‘Homeless Jesus’ speaks to our response to those in need

The Homeless Jesus sculpture lies on a bench at the campus of King’s University College at...
The Homeless Jesus sculpture lies on a bench at the campus of King’s University College at Western University in Canada. PHOTO: WIKIMEDIA COMMONS
Let’s treat the homeless with dignity and respect, David Tombs writes.

Copies of the Homeless Jesus statue have spread around the world in the last eight years. The statue is a life-sized representation of a person lying asleep on a public bench.

The image is the creation of Canadian artist and sculptor Tim Schmalz, who specialises in art addressing religious themes. He presents the sleeping figure as wrapped tight in a blanket, as if shivering in the cold. The face and hands are not visible but two bare feet stretch out from one end of the blanket. Both feet are marked with distinctive wounds which are familiar in Christian art. They show the marks left by the nails during crucifixion.
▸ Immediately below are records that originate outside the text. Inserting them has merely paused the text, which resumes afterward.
//! Rewrite mode entry point

use super::{parse, rewrite, Rewrite, RewriteOptions};
use crate::cli::Opts;
use crate::core::debug_logger;
use eyre::{Result, WrapErr};
use scopeguard::defer;
use std::io::{self, Write};

/// Run rewrite mode: read the input, print one command per path
pub fn run(cli: &Opts) -> Result<()> {
    let verbose = cli.verbose.unwrap_or(0) > 0;

    if verbose {
        if let Ok(path) = debug_logger::init_log() {
            eprintln!("Debug log: {}", path.display());
        }
    }
    defer! {
        debug_logger::log_session_end();
    }

    let opts = &cli.rewrite;
    debug_logger::log_startup_info(opts, cli.input.as_deref());

    let block = parse::read_input(cli.input.as_deref())?;
    debug_logger::log_event(&format!("read {} bytes", block.len()));

    let result = rewrite(&block, opts)?;
    for &(line_number, reason) in &result.skipped {
        debug_logger::log_skipped(line_number, reason);
    }

    let stdout = io::stdout();
    let mut out = stdout.lock();
    write_commands(&mut out, &result, opts)?;

    if verbose {
        eprintln!(
            "{} lines read, {} skipped, {} commands",
            result.lines_read,
            result.skipped.len(),
            result.commands.len()
        );
    }

    Ok(())
}

/// Write each rendered command on its own line
pub fn write_commands<W: Write>(out: &mut W, result: &Rewrite, opts: &RewriteOptions) -> Result<()> {
    for (cmd, line) in result.commands.iter().zip(result.lines(opts)) {
        debug_logger::log_command(cmd, &line);
        match writeln!(out, "{line}") {
            Ok(()) => {}
            // downstream closed (e.g. `| head`), nothing left to do
            Err(e) if e.kind() == io::ErrorKind::BrokenPipe => return Ok(()),
            Err(e) => return Err(e).wrap_err("Failed to write to stdout"),
        }
    }
    out.flush().or_else(|e| match e.kind() {
        io::ErrorKind::BrokenPipe => Ok(()),
        _ => Err(e),
    })
    .wrap_err("Failed to flush stdout")
}
// String manipulation utilities

/// Final `/`-separated component of a path
///
/// Examples:
/// - "/home/user/a.svg" -> "a.svg"
/// - "a.svg" -> "a.svg"
/// - "/home/user/" -> ""
///
/// Borrows from the input, no allocation
#[inline]
pub fn basename(path: &str) -> &str {
    path.rsplit('/').next().unwrap_or(path)
}

/// Whether `line` carries the marker token anywhere
#[inline]
pub fn has_marker(line: &str, marker: &str) -> bool {
    line.contains(marker)
}

/// Remove every occurrence of `marker` from `line`
///
/// Not anchored: `"a firefox b"` loses its marker too.
pub fn strip_marker(line: &str, marker: &str) -> String {
    if marker.is_empty() {
        return line.to_string();
    }
    line.replace(marker, "")
}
It is this small detail that shows the figure is a depiction of a suffering Jesus.

Schmalz, a committed Catholic who believes all human life is sacred, was inspired to create the work in 2012 after seeing a homeless man sleeping on a bench in Toronto during the Christmas holidays. He wanted to invite people to reflect on the parable of judgement in Matthew 25. In this parable, Jesus tells his disciples, "as you did it to one of the least of my brothers or sisters, you did it to me" (Mattew 25:40).
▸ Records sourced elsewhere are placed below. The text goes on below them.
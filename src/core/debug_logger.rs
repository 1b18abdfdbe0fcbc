use crate::common::CopyCommand;
use crate::modes::rewrite::{RewriteOptions, SkipReason};
use directories::ProjectDirs;
use std::fs::{create_dir_all, OpenOptions};
use std::io::Write;
use std::path::PathBuf;
use std::sync::OnceLock;
use std::time::Instant;
use time::macros::format_description;

static LOG_FILE: OnceLock<PathBuf> = OnceLock::new();
static SESSION_START: OnceLock<Instant> = OnceLock::new();

fn now() -> time::OffsetDateTime {
    time::OffsetDateTime::now_local().unwrap_or_else(|_| time::OffsetDateTime::now_utc())
}

fn timestamp() -> String {
    now()
        .format(format_description!(
            "[year]-[month]-[day] [hour]:[minute]:[second].[subsecond digits:3]"
        ))
        .unwrap_or_else(|_| "unknown".to_string())
}

fn log_dir() -> PathBuf {
    match ProjectDirs::from("", "", env!("CARGO_PKG_NAME")) {
        Some(dirs) => dirs.data_local_dir().join("logs"),
        None => {
            let home = std::env::var("HOME").unwrap_or_else(|_| ".".to_string());
            PathBuf::from(home).join(".local/share/cpgen/logs")
        }
    }
}

/// Start a session log, later calls append to it
pub fn init_log() -> std::io::Result<PathBuf> {
    let log_dir = log_dir();

    if let Err(e) = create_dir_all(&log_dir) {
        eprintln!(
            "Warning: Failed to create log directory {:?}: {}",
            log_dir, e
        );
        return Err(e);
    }

    // timestamped filename with PID
    let stamp = now()
        .format(format_description!(
            "[year][month][day]-[hour][minute][second]"
        ))
        .unwrap_or_else(|_| "00000000-000000".to_string());
    let pid = std::process::id();
    let path = log_dir.join(format!("cpgen-debug-{}-pid{}.log", stamp, pid));

    let mut file = match OpenOptions::new()
        .write(true)
        .create(true)
        .truncate(true)
        .open(&path)
    {
        Ok(f) => f,
        Err(e) => {
            eprintln!("Warning: Failed to create log file {:?}: {}", path, e);
            return Err(e);
        }
    };

    SESSION_START.set(Instant::now()).ok();

    writeln!(file, "=== CPGEN DEBUG SESSION STARTED ===")?;
    writeln!(file, "Timestamp: {}", timestamp())?;
    writeln!(file, "PID: {}", pid)?;
    writeln!(file, "Version: {}", env!("CARGO_PKG_VERSION"))?;
    writeln!(file, "Log file: {:?}", path)?;
    writeln!(file)?;

    LOG_FILE.set(path.clone()).ok();
    Ok(path)
}

fn append<F: FnOnce(&mut std::fs::File) -> std::io::Result<()>>(write: F) {
    if let Some(path) = LOG_FILE.get() {
        match OpenOptions::new().append(true).open(path) {
            Ok(mut file) => {
                let _ = write(&mut file);
            }
            Err(_) => eprintln!("Warning: Failed to write to log file: {:?}", path),
        }
    }
}

fn elapsed_ms() -> u128 {
    SESSION_START
        .get()
        .map(|start| start.elapsed().as_millis())
        .unwrap_or(0)
}

pub fn log_startup_info(opts: &RewriteOptions, input: Option<&std::path::Path>) {
    append(|file| {
        writeln!(file, "[STARTUP] Configuration:")?;
        writeln!(file, "  Output dir: {:?}", opts.output_dir)?;
        writeln!(file, "  Marker: {:?}", opts.marker)?;
        writeln!(file, "  Program: {:?}", opts.program)?;
        writeln!(file, "  Quote style: {}", opts.quote)?;
        writeln!(file, "  Strict filter: {}", opts.strict_filter)?;
        writeln!(file, "  Reject empty: {}", opts.reject_empty)?;
        writeln!(file, "  Strip ANSI: {}", opts.strip_ansi)?;
        match input {
            Some(p) => writeln!(file, "  Input: {}", p.display())?,
            None => writeln!(file, "  Input: <stdin>")?,
        }
        writeln!(file)
    });
}

pub fn log_event(event: &str) {
    append(|file| writeln!(file, "[{:>6}ms] EVENT: {}", elapsed_ms(), event));
}

pub fn log_skipped(line_number: usize, reason: SkipReason) {
    let why = match reason {
        SkipReason::Blank => "blank",
        SkipReason::NoMarker => "no marker",
    };
    append(|file| writeln!(file, "[SKIP] line {}: {}", line_number, why));
}

pub fn log_command(cmd: &CopyCommand, rendered: &str) {
    append(|file| {
        writeln!(file, "[EMIT] line {}: {}", cmd.line_number, rendered)?;
        if crate::strings::basename(&cmd.source).is_empty() {
            writeln!(file, "       └── empty basename for {:?}", cmd.source)?;
        }
        Ok(())
    });
}

pub fn log_session_end() {
    append(|file| {
        let elapsed = SESSION_START
            .get()
            .map(|start| start.elapsed())
            .unwrap_or(std::time::Duration::ZERO);
        writeln!(file)?;
        writeln!(file, "=== CPGEN DEBUG SESSION ENDED ===")?;
        writeln!(file, "Duration: {:.3}s", elapsed.as_secs_f64())?;
        writeln!(file, "Timestamp: {}", timestamp())?;
        writeln!(file)
    });
}
pub mod rewrite;
#![deny(unsafe_code)]
#![deny(missing_docs)]

//! # Cpgen
//!
//! > Turns `firefox a.svg; firefox b.png` lines into `cp` commands
//!
//! Paste the viewer command lines a test run printed, get back one
//! `cp <path> <output_dir><basename>` per path, ready to copy into a shell.
//! Nothing is copied or executed, the commands are only printed.

/// CLI parser
mod cli;
/// Shared command types
mod common;
/// Config file and environment overrides
mod config;
/// Debug logging
mod core;
/// Program modes
mod modes;
/// String helpers
mod strings;

use std::process;

fn main() {
    if let Err(error) = real_main() {
        eprintln!("{error:?}");
        process::exit(1);
    }
}

fn real_main() -> eyre::Result<()> {
    let cli = cli::parse()?;
    modes::rewrite::run(&cli)
}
Schmalz first moulded a clay figure and used this to make a cast to create bronze statues at his studio in Ontario. He describes it as "essentially a visual translation of one of the core ideas of the Bible". We encounter Christ when we encounter others in need. When we respond to those in need, either offering help or showing indifference, we are responding at the same time to Christ. Schmalz initially planned to give the statue a face, but decided it would make the figure a more universal representation if he let the blanket act as a hood.
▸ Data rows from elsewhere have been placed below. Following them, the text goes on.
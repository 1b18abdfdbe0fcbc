use crate::common::QuoteStyle;
use crate::modes::rewrite::{DEFAULT_MARKER, DEFAULT_PROGRAM};
use directories::ProjectDirs;
use serde::Deserialize;
use std::env;
use std::fs;
use std::path::PathBuf;

/// Error type for config loading
#[derive(Debug)]
pub enum ConfigError {
    Io(std::io::Error),
    Toml(toml::de::Error),
    Invalid(String),
}

impl std::fmt::Display for ConfigError {
    fn fmt(&self, f: &mut std::fmt::Formatter<'_>) -> std::fmt::Result {
        match self {
            ConfigError::Io(e) => write!(f, "IO error: {}", e),
            ConfigError::Toml(e) => write!(f, "TOML parse error: {}", e),
            ConfigError::Invalid(msg) => write!(f, "invalid config: {}", msg),
        }
    }
}

impl std::error::Error for ConfigError {}

impl From<std::io::Error> for ConfigError {
    fn from(e: std::io::Error) -> Self {
        ConfigError::Io(e)
    }
}

impl From<toml::de::Error> for ConfigError {
    fn from(e: toml::de::Error) -> Self {
        ConfigError::Toml(e)
    }
}

/// Contents of `config.toml`, every key optional
#[derive(Debug, Deserialize, Clone)]
pub struct CpgenConfig {
    /// Destination prefix, usually ending in `/`
    #[serde(default)]
    pub output_dir: Option<String>,
    /// Token identifying viewer lines, `"firefox "` by default
    #[serde(default = "default_marker")]
    pub marker: String,
    /// Shorthand for `quote_style = "double"`
    #[serde(default)]
    pub quote: bool,
    /// "none", "double" or "shell", wins over `quote`
    #[serde(default)]
    pub quote_style: Option<String>,
    /// Drop lines without the marker
    #[serde(default)]
    pub strict_filter: bool,
    /// Verb emitted instead of `cp`
    #[serde(default = "default_program")]
    pub program: String,
    /// Strip terminal escape codes (and other control bytes) from input
    #[serde(default)]
    pub strip_ansi: bool,
    /// Fail on a segment without a file name
    #[serde(default)]
    pub reject_empty: bool,
}

// Default value implementations for serde
fn default_marker() -> String {
    DEFAULT_MARKER.to_string()
}
fn default_program() -> String {
    DEFAULT_PROGRAM.to_string()
}

impl Default for CpgenConfig {
    fn default() -> Self {
        Self {
            output_dir: None,
            marker: default_marker(),
            quote: false,
            quote_style: None,
            strict_filter: false,
            program: default_program(),
            strip_ansi: false,
            reject_empty: false,
        }
    }
}

impl CpgenConfig {
    /// Load from `cli_config_path` or the default location, then apply `CPGEN_*` overrides
    pub fn new(cli_config_path: Option<PathBuf>) -> Result<Self, ConfigError> {
        // Priority: CLI arg > XDG_CONFIG_HOME > Default fallback
        let cli_provided = cli_config_path.is_some();
        let config_path = if let Some(path) = cli_config_path {
            Some(path)
        } else if let Some(proj_dirs) = ProjectDirs::from("", "", env!("CARGO_PKG_NAME")) {
            let mut p = proj_dirs.config_dir().to_path_buf();
            p.push("config.toml");
            Some(p)
        } else {
            None
        };

        let mut cfg = match config_path {
            Some(ref path) if path.exists() => {
                let contents = fs::read_to_string(path)?;
                Self::read(&contents)?
            }
            Some(ref path) if cli_provided => {
                return Err(std::io::Error::new(
                    std::io::ErrorKind::NotFound,
                    format!("Config file not found at {}", path.display()),
                )
                .into());
            }
            _ => Self::default(),
        };

        cfg.apply_env(|key| env::var(key).ok());
        cfg.quote_style()?;
        Ok(cfg)
    }

    /// Parse a config file body
    pub fn read(raw: &str) -> Result<Self, toml::de::Error> {
        toml::from_str(raw)
    }

    /// Override fields from `CPGEN_*` variables, unparsable values are ignored
    fn apply_env<F: Fn(&str) -> Option<String>>(&mut self, var: F) {
        if let Some(val) = var("CPGEN_OUTPUT_DIR") {
            self.output_dir = Some(val);
        }
        if let Some(val) = var("CPGEN_MARKER") {
            self.marker = val;
        }
        // CPGEN_QUOTE overrides a quote_style from the file
        if let Some(Ok(quote)) = var("CPGEN_QUOTE").map(|val| val.parse::<bool>()) {
            self.quote = quote;
            let style = if quote { QuoteStyle::Double } else { QuoteStyle::None };
            self.quote_style = Some(style.to_string());
        }
        if let Some(val) = var("CPGEN_QUOTE_STYLE") {
            self.quote_style = Some(val);
        }
        if let Some(val) = var("CPGEN_STRICT_FILTER") {
            self.strict_filter = val.parse().unwrap_or(self.strict_filter);
        }
        if let Some(val) = var("CPGEN_PROGRAM") {
            self.program = val;
        }
        if let Some(val) = var("CPGEN_STRIP_ANSI") {
            self.strip_ansi = val.parse().unwrap_or(self.strip_ansi);
        }
        if let Some(val) = var("CPGEN_REJECT_EMPTY") {
            self.reject_empty = val.parse().unwrap_or(self.reject_empty);
        }
    }

    /// Effective quote style, `quote_style` first, then the `quote` flag
    pub fn quote_style(&self) -> Result<QuoteStyle, ConfigError> {
        match self.quote_style {
            Some(ref name) => QuoteStyle::from_name(name).ok_or_else(|| {
                ConfigError::Invalid(format!(
                    "unknown quote_style {:?}, expected none, double or shell",
                    name
                ))
            }),
            None if self.quote => Ok(QuoteStyle::Double),
            None => Ok(QuoteStyle::None),
        }
    }
}

#[cfg(test)]
mod tests {
    use super::*;
    use std::collections::HashMap;

    #[test]
    fn test_empty_file_gives_defaults() {
        let cfg = CpgenConfig::read("").unwrap();
        assert_eq!(cfg.output_dir, None);
        assert_eq!(cfg.marker, "firefox ");
        assert_eq!(cfg.program, "cp");
        assert!(!cfg.strip_ansi);
        assert!(!cfg.strict_filter);
        assert!(!cfg.reject_empty);
        assert_eq!(cfg.quote_style().unwrap(), QuoteStyle::None);
    }

    #[test]
    fn test_full_file() {
        let cfg = CpgenConfig::read(
            r#"
output_dir = "/home/me/AA/"
marker = "eog "
quote = true
strict_filter = true
program = "cp -v"
strip_ansi = true
reject_empty = true
"#,
        )
        .unwrap();
        assert_eq!(cfg.output_dir.as_deref(), Some("/home/me/AA/"));
        assert_eq!(cfg.marker, "eog ");
        assert_eq!(cfg.program, "cp -v");
        assert!(cfg.strict_filter);
        assert!(cfg.strip_ansi);
        assert!(cfg.reject_empty);
        assert_eq!(cfg.quote_style().unwrap(), QuoteStyle::Double);
    }

    #[test]
    fn test_quote_style_wins_over_quote() {
        let cfg = CpgenConfig::read("quote = true\nquote_style = \"shell\"").unwrap();
        assert_eq!(cfg.quote_style().unwrap(), QuoteStyle::Shell);

        let bad = CpgenConfig::read("quote_style = \"fancy\"").unwrap();
        assert!(matches!(bad.quote_style(), Err(ConfigError::Invalid(_))));
    }

    #[test]
    fn test_bad_toml_is_error() {
        assert!(CpgenConfig::read("quote = \"maybe\"").is_err());
    }

    #[test]
    fn test_env_overrides() {
        let vars: HashMap<&str, &str> = [
            ("CPGEN_OUTPUT_DIR", "/env/"),
            ("CPGEN_STRICT_FILTER", "true"),
            ("CPGEN_STRIP_ANSI", "not-a-bool"),
            ("CPGEN_PROGRAM", "mv"),
        ]
        .into_iter()
        .collect();

        let mut cfg = CpgenConfig::read("output_dir = \"/file/\"").unwrap();
        cfg.apply_env(|k| vars.get(k).map(|v| v.to_string()));

        assert_eq!(cfg.output_dir.as_deref(), Some("/env/"));
        assert!(cfg.strict_filter);
        // unparsable value keeps the previous one
        assert!(!cfg.strip_ansi);
        assert_eq!(cfg.program, "mv");
    }

    fn with_env(conf: &str, vars: &[(&str, &str)]) -> CpgenConfig {
        let vars: HashMap<&str, &str> = vars.iter().copied().collect();
        let mut cfg = CpgenConfig::read(conf).unwrap();
        cfg.apply_env(|k| vars.get(k).map(|v| v.to_string()));
        cfg
    }

    #[test]
    fn test_env_marker_and_reject_empty() {
        let cfg = with_env(
            "marker = \"eog \"\nreject_empty = false",
            &[("CPGEN_MARKER", "feh "), ("CPGEN_REJECT_EMPTY", "true")],
        );
        assert_eq!(cfg.marker, "feh ");
        assert!(cfg.reject_empty);
    }

    #[test]
    fn test_env_quote_beats_file_quote_style() {
        let cfg = with_env("quote_style = \"none\"", &[("CPGEN_QUOTE", "true")]);
        assert!(cfg.quote);
        assert_eq!(cfg.quote_style().unwrap(), QuoteStyle::Double);

        let cfg = with_env("quote_style = \"shell\"", &[("CPGEN_QUOTE", "false")]);
        assert_eq!(cfg.quote_style().unwrap(), QuoteStyle::None);

        // garbage leaves the file setting alone
        let cfg = with_env("quote_style = \"shell\"", &[("CPGEN_QUOTE", "yes please")]);
        assert_eq!(cfg.quote_style().unwrap(), QuoteStyle::Shell);
    }

    #[test]
    fn test_env_quote_style() {
        let cfg = with_env("quote = true", &[("CPGEN_QUOTE_STYLE", "shell")]);
        assert_eq!(cfg.quote_style().unwrap(), QuoteStyle::Shell);

        // both set: the style is read after the flag and wins
        let cfg = with_env(
            "",
            &[("CPGEN_QUOTE", "true"), ("CPGEN_QUOTE_STYLE", "none")],
        );
        assert_eq!(cfg.quote_style().unwrap(), QuoteStyle::None);
    }

    #[test]
    fn test_missing_explicit_config_is_error() {
        let err = CpgenConfig::new(Some(PathBuf::from("/nonexistent/cpgen/config.toml")))
            .unwrap_err();
        assert!(matches!(err, ConfigError::Io(_)));
    }
}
There is a poignant irony in the fact that the statue initially found it hard to find a home. Two famous Catholic Cathedrals, St Michael’s in Toronto and St Patrick’s in New York, both declined opportunities to purchase it.

This changed in 2013. Regis College, the Jesuit School of Theology at the University of Toronto, installed the statue in its front plaza. It serves to invite all who come to the college to reflect on those in need. In the same year, St Alban’s Episcopal church (Anglican) in Davidson, North Carolina, purchased the first statue to be installed in the United States.

In November 2013, the Pope invited Schmalz to Rome and Schmalz took the model he used to plan the first cast. The Pope blessed it and described it as a "beautiful and excellent representation" of Jesus.

More and more places then started to request statues in Canada, the US and further afield. The first statue outside North America was installed in Dublin in April 2015. In March 2016, a full version was installed outside of the Papal Office of Charities, on the street leading to Saint Peter’s Basilica in Rome. By this time, about a hundred copies had been installed worldwide, including in Europe, Asia, South America and Australia. One church described having the statue as like offering a "24-hour sermon".

The statue is so realistic that when it is installed in a new place it often gives passers-by a surprise. In more than one city, people driving past have mistaken the statue for a real person. Some have called paramedics to give assistance to the sleeping figure.

In some cases the statue is met with a more hostile response. In Davidson, a woman who saw the sleeping figure called police rather than paramedics. It seems that she was worried about the danger to the reputation of the neighbourhood posed by a vagrant.

When she learnt of her mistake she was unmoved. She said the statue sent the wrong message, and she objected to the idea of Jesus as a vagrant, or in need of help.

Schmalz expected the statue to be provocative and stimulate conversation. Some have criticised the expense of the statue (about $30,000) and suggested that the money would be better used for people who are actually homeless. Supporters respond that the statue raises public awareness. In some places it serves as a helpful collection focus for donations of food or blankets to support homeless people.

In New Zealand, the Government announced a four-year plan on homelessness in 2019, which it hopes will support those who are living on the streets. Dunedin’s night shelter is open every day from 6pm-9am. Nonetheless, with the loss of some casual jobs due to Covid, some people can still fall through the gaps in service provision. As temperatures drop for the winter months sleeping out becomes particularly difficult.

There is no Homeless Jesus statue in Dunedin, but the statues in other cities are a helpful reminder of the message in Matthew 25 to respond to those who are homeless, and to treat them and their needs as if they are Christ.

 - David Tombs is the Howard Paterson Professor of Theology and Public Issues at the University of Otago.

 

Comments

Given the rate increases of DCC and ORC there isn't much extra money for people to give. Maybe if we didn't waste money on bubbles for the road, bike lanes and all this other silly crap they waste money on people would be able to afford to donàte money for the homeless. Sadly, not the case. Being green is more important than improving the quality of life for the homeless. Dunedin has very screwed up priorities!

Structurally, the calls on taxpayer money for The Americas' Cup, do not help.